— Work to complete —
The lines below, all of them, should be returned exactly as they appear.

BEGIN The input

//! Compositing and flushing through the public crates, end to end.

use tui_stage::core::widgets::{Text, TextPanel};
use tui_stage::core::{Region, Root, WidgetBuilder};
use tui_stage::term::{Instruction, TerminalRenderer};
use tui_stage::types::{ColorPair, Point, Rgb, Size, SizeHint};

/// Applies an instruction stream to an in-memory screen.
struct ShadowScreen {
    width: u16,
    cells: Vec<(char, ColorPair)>,
    cursor: (u16, u16),
    colors: ColorPair,
}

impl ShadowScreen {
    fn new(size: Size) -> Self {
        Self {
            width: size.width,
            cells: vec![('?', ColorPair::default()); size.area()],
            cursor: (0, 0),
            colors: ColorPair::default(),
        }
    }

    fn apply(&mut self, instructions: &[Instruction]) {
        for instruction in instructions {
            match *instruction {
                Instruction::Clear => self.cells.fill((' ', ColorPair::default())),
                Instruction::MoveTo { row, col } => self.cursor = (row, col),
                Instruction::SetStyle(style) => self.colors = style.colors,
                Instruction::Print(ch) => {
                    let (row, col) = self.cursor;
                    let i = row as usize * self.width as usize + col as usize;
                    self.cells[i] = (ch, self.colors);
                    self.cursor = (row, col + 1);
                }
            }
        }
    }

    fn matches(&self, root: &Root) -> bool {
        let size = root.size();
        (0..size.height).all(|row| {
            let chars = root.canvas().row(row);
            let colors = root.colors().row(row);
            (0..size.width as usize).all(|col| {
                let i = row as usize * self.width as usize + col;
                self.cells[i] == (chars[col].ch, colors[col])
            })
        })
    }
}

fn opaque(pos: (i32, i32), size: (u16, u16), ch: char) -> WidgetBuilder {
    WidgetBuilder::new().pos(pos).size(size).default_char(ch)
}

#[test]
fn top_half_child_leaves_background_below() {
    let mut root = Root::new(Size::new(10, 20), ' ', ColorPair::WHITE_ON_BLACK);
    let id = root.id();
    let child = root.tree_mut().add_widget(id, opaque((0, 0), (5, 20), '=')).unwrap();
    root.render();

    let top = Region::from_rect(Point::ORIGIN, Size::new(5, 20));
    let bottom = Region::from_rect(Point::new(5, 0), Size::new(5, 20));
    assert_eq!(root.tree().node(child).unwrap().region(), &top);
    assert_eq!(root.background_region(), &bottom);
    for row in 5..10 {
        assert_eq!(root.canvas().row_text(row), " ".repeat(20));
    }
}

#[test]
fn later_sibling_takes_the_overlap() {
    let mut root = Root::new(Size::new(10, 10), ' ', ColorPair::WHITE_ON_BLACK);
    let id = root.id();
    let a = root.tree_mut().add_widget(id, opaque((0, 0), (5, 5), 'a')).unwrap();
    root.tree_mut().add_widget(id, opaque((2, 2), (5, 5), 'b')).unwrap();
    root.render();

    let region = root.tree().node(a).unwrap().region();
    for row in 0..5 {
        for col in 0..5 {
            let inside_overlap = row >= 2 && col >= 2;
            assert_eq!(region.contains(Point::new(row, col)), !inside_overlap, "({row}, {col})");
        }
    }
    assert_eq!(root.canvas().row_text(2), "aabbbbb   ");
}

#[test]
fn proportional_width_follows_screen_resize() {
    let mut root = Root::new(Size::new(10, 20), ' ', ColorPair::WHITE_ON_BLACK);
    let id = root.id();
    let w = root
        .tree_mut()
        .add_widget(
            id,
            WidgetBuilder::new()
                .size((2, 10))
                .size_hint(SizeHint::new(None, Some(0.5)))
                .default_char('h'),
        )
        .unwrap();
    assert_eq!(root.tree().node(w).unwrap().width(), 10);

    root.resize(Size::new(10, 10));
    root.render();
    assert_eq!(root.tree().node(w).unwrap().width(), 5);
    assert_eq!(root.canvas().row_text(0), "hhhhh     ");
}

#[test]
fn disabling_a_widget_keeps_its_geometry_and_reveals_what_is_below() {
    let mut root = Root::new(Size::new(4, 8), '.', ColorPair::WHITE_ON_BLACK);
    let id = root.id();
    let w = root.tree_mut().add_widget(id, opaque((1, 1), (2, 3), '#')).unwrap();
    root.render();
    assert_eq!(root.canvas().row_text(1), ".###....");

    root.tree_mut().set_enabled(w, false).unwrap();
    root.render();
    let node = root.tree().node(w).unwrap();
    assert_eq!((node.pos(), node.size()), (Point::new(1, 1), Size::new(2, 3)));
    assert!(node.region().is_empty());
    assert_eq!(root.canvas().row_text(1), "........");
}

#[test]
fn flushed_frames_reproduce_the_composited_screen() {
    let size = Size::new(6, 16);
    let mut root = Root::new(size, ' ', ColorPair::WHITE_ON_BLACK);
    let mut term = TerminalRenderer::with_writer(Vec::new());
    let mut screen = ShadowScreen::new(size);
    let id = root.id();

    let panel = root
        .tree_mut()
        .add_widget(
            id,
            WidgetBuilder::new()
                .pos((1, 2))
                .size((4, 10))
                .behavior(TextPanel::new("hello")),
        )
        .unwrap();
    let label = root
        .tree_mut()
        .add_widget(
            id,
            WidgetBuilder::new()
                .pos((0, 8))
                .size((1, 6))
                .default_color_pair(ColorPair::new(Rgb::new(10, 200, 10), Rgb::BLACK))
                .behavior(Text::new("ready")),
        )
        .unwrap();

    let mut step = |root: &mut Root, screen: &mut ShadowScreen| {
        root.render();
        term.draw(root).unwrap();
        screen.apply(term.last_instructions());
        assert!(screen.matches(root));
    };

    step(&mut root, &mut screen);
    root.tree_mut().with_widget::<Text, _>(label, |t, n| t.set_content(n, "go")).unwrap();
    step(&mut root, &mut screen);
    root.tree_mut().set_pos(panel, Point::new(2, 6)).unwrap();
    step(&mut root, &mut screen);
    root.tree_mut().pull_to_front(panel).unwrap();
    step(&mut root, &mut screen);
    root.tree_mut().remove_widget(label).unwrap();
    step(&mut root, &mut screen);
}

END The input

— Exercise solution —
//! Compositing and flushing through the public crates, end to end.

use tui_stage::core::widgets::{Text, TextPanel};
use tui_stage::core::{Region, Root, WidgetBuilder};
use tui_stage::term::{Instruction, TerminalRenderer};
use tui_stage::types::{ColorPair, Point, Rgb, Size, SizeHint};

/// Applies an instruction stream to an in-memory screen.
struct ShadowScreen {
    width: u16,
    cells: Vec<(char, ColorPair)>,
    cursor: (u16, u16),
    colors: ColorPair,
}

impl ShadowScreen {
    fn new(size: Size) -> Self {
        Self {
            width: size.width,
            cells: vec![('?', ColorPair::default()); size.area()],
            cursor: (0, 0),
            colors: ColorPair::default(),
        }
    }

    fn apply(&mut self, instructions: &[Instruction]) {
        for instruction in instructions {
            match *instruction {
                Instruction::Clear => self.cells.fill((' ', ColorPair::default())),
                Instruction::MoveTo { row, col } => self.cursor = (row, col),
                Instruction::SetStyle(style) => self.colors = style.colors,
                Instruction::Print(ch) => {
                    let (row, col) = self.cursor;
                    let i = row as usize * self.width as usize + col as usize;
                    self.cells[i] = (ch, self.colors);
                    self.cursor = (row, col + 1);
                }
            }
        }
    }

    fn matches(&self, root: &Root) -> bool {
        let size = root.size();
        (0..size.height).all(|row| {
            let chars = root.canvas().row(row);
            let colors = root.colors().row(row);
            (0..size.width as usize).all(|col| {
                let i = row as usize * self.width as usize + col;
                self.cells[i] == (chars[col].ch, colors[col])
            })
        })
    }
}

fn opaque(pos: (i32, i32), size: (u16, u16), ch: char) -> WidgetBuilder {
    WidgetBuilder::new().pos(pos).size(size).default_char(ch)
}

#[test]
fn top_half_child_leaves_background_below() {
    let mut root = Root::new(Size::new(10, 20), ' ', ColorPair::WHITE_ON_BLACK);
    let id = root.id();
    let child = root.tree_mut().add_widget(id, opaque((0, 0), (5, 20), '=')).unwrap();
    root.render();

    let top = Region::from_rect(Point::ORIGIN, Size::new(5, 20));
    let bottom = Region::from_rect(Point::new(5, 0), Size::new(5, 20));
    assert_eq!(root.tree().node(child).unwrap().region(), &top);
    assert_eq!(root.background_region(), &bottom);
    for row in 5..10 {
        assert_eq!(root.canvas().row_text(row), " ".repeat(20));
    }
}

#[test]
fn later_sibling_takes_the_overlap() {
    let mut root = Root::new(Size::new(10, 10), ' ', ColorPair::WHITE_ON_BLACK);
    let id = root.id();
    let a = root.tree_mut().add_widget(id, opaque((0, 0), (5, 5), 'a')).unwrap();
    root.tree_mut().add_widget(id, opaque((2, 2), (5, 5), 'b')).unwrap();
    root.render();

    let region = root.tree().node(a).unwrap().region();
    for row in 0..5 {
        for col in 0..5 {
            let inside_overlap = row >= 2 && col >= 2;
            assert_eq!(region.contains(Point::new(row, col)), !inside_overlap, "({row}, {col})");
        }
    }
    assert_eq!(root.canvas().row_text(2), "aabbbbb   ");
}

#[test]
fn proportional_width_follows_screen_resize() {
    let mut root = Root::new(Size::new(10, 20), ' ', ColorPair::WHITE_ON_BLACK);
    let id = root.id();
    let w = root
        .tree_mut()
        .add_widget(
            id,
            WidgetBuilder::new()
                .size((2, 10))
                .size_hint(SizeHint::new(None, Some(0.5)))
                .default_char('h'),
        )
        .unwrap();
    assert_eq!(root.tree().node(w).unwrap().width(), 10);

    root.resize(Size::new(10, 10));
    root.render();
    assert_eq!(root.tree().node(w).unwrap().width(), 5);
    assert_eq!(root.canvas().row_text(0), "hhhhh     ");
}

#[test]
fn disabling_a_widget_keeps_its_geometry_and_reveals_what_is_below() {
    let mut root = Root::new(Size::new(4, 8), '.', ColorPair::WHITE_ON_BLACK);
    let id = root.id();
    let w = root.tree_mut().add_widget(id, opaque((1, 1), (2, 3), '#')).unwrap();
    root.render();
    assert_eq!(root.canvas().row_text(1), ".###....");

    root.tree_mut().set_enabled(w, false).unwrap();
    root.render();
    let node = root.tree().node(w).unwrap();
    assert_eq!((node.pos(), node.size()), (Point::new(1, 1), Size::new(2, 3)));
    assert!(node.region().is_empty());
    assert_eq!(root.canvas().row_text(1), "........");
}

#[test]
fn flushed_frames_reproduce_the_composited_screen() {
    let size = Size::new(6, 16);
    let mut root = Root::new(size, ' ', ColorPair::WHITE_ON_BLACK);
    let mut term = TerminalRenderer::with_writer(Vec::new());
    let mut screen = ShadowScreen::new(size);
    let id = root.id();

    let panel = root
        .tree_mut()
        .add_widget(
            id,
            WidgetBuilder::new()
                .pos((1, 2))
                .size((4, 10))
                .behavior(TextPanel::new("hello")),
        )
        .unwrap();
    let label = root
        .tree_mut()
        .add_widget(
            id,
            WidgetBuilder::new()
                .pos((0, 8))
                .size((1, 6))
                .default_color_pair(ColorPair::new(Rgb::new(10, 200, 10), Rgb::BLACK))
                .behavior(Text::new("ready")),
        )
        .unwrap();

    let mut step = |root: &mut Root, screen: &mut ShadowScreen| {
        root.render();
        term.draw(root).unwrap();
        screen.apply(term.last_instructions());
        assert!(screen.matches(root));
    };

    step(&mut root, &mut screen);
    root.tree_mut().with_widget::<Text, _>(label, |t, n| t.set_content(n, "go")).unwrap();
    step(&mut root, &mut screen);
    root.tree_mut().set_pos(panel, Point::new(2, 6)).unwrap();
    step(&mut root, &mut screen);
    root.tree_mut().pull_to_front(panel).unwrap();
    step(&mut root, &mut screen);
    root.tree_mut().remove_widget(label).unwrap();
    step(&mut root, &mut screen);
}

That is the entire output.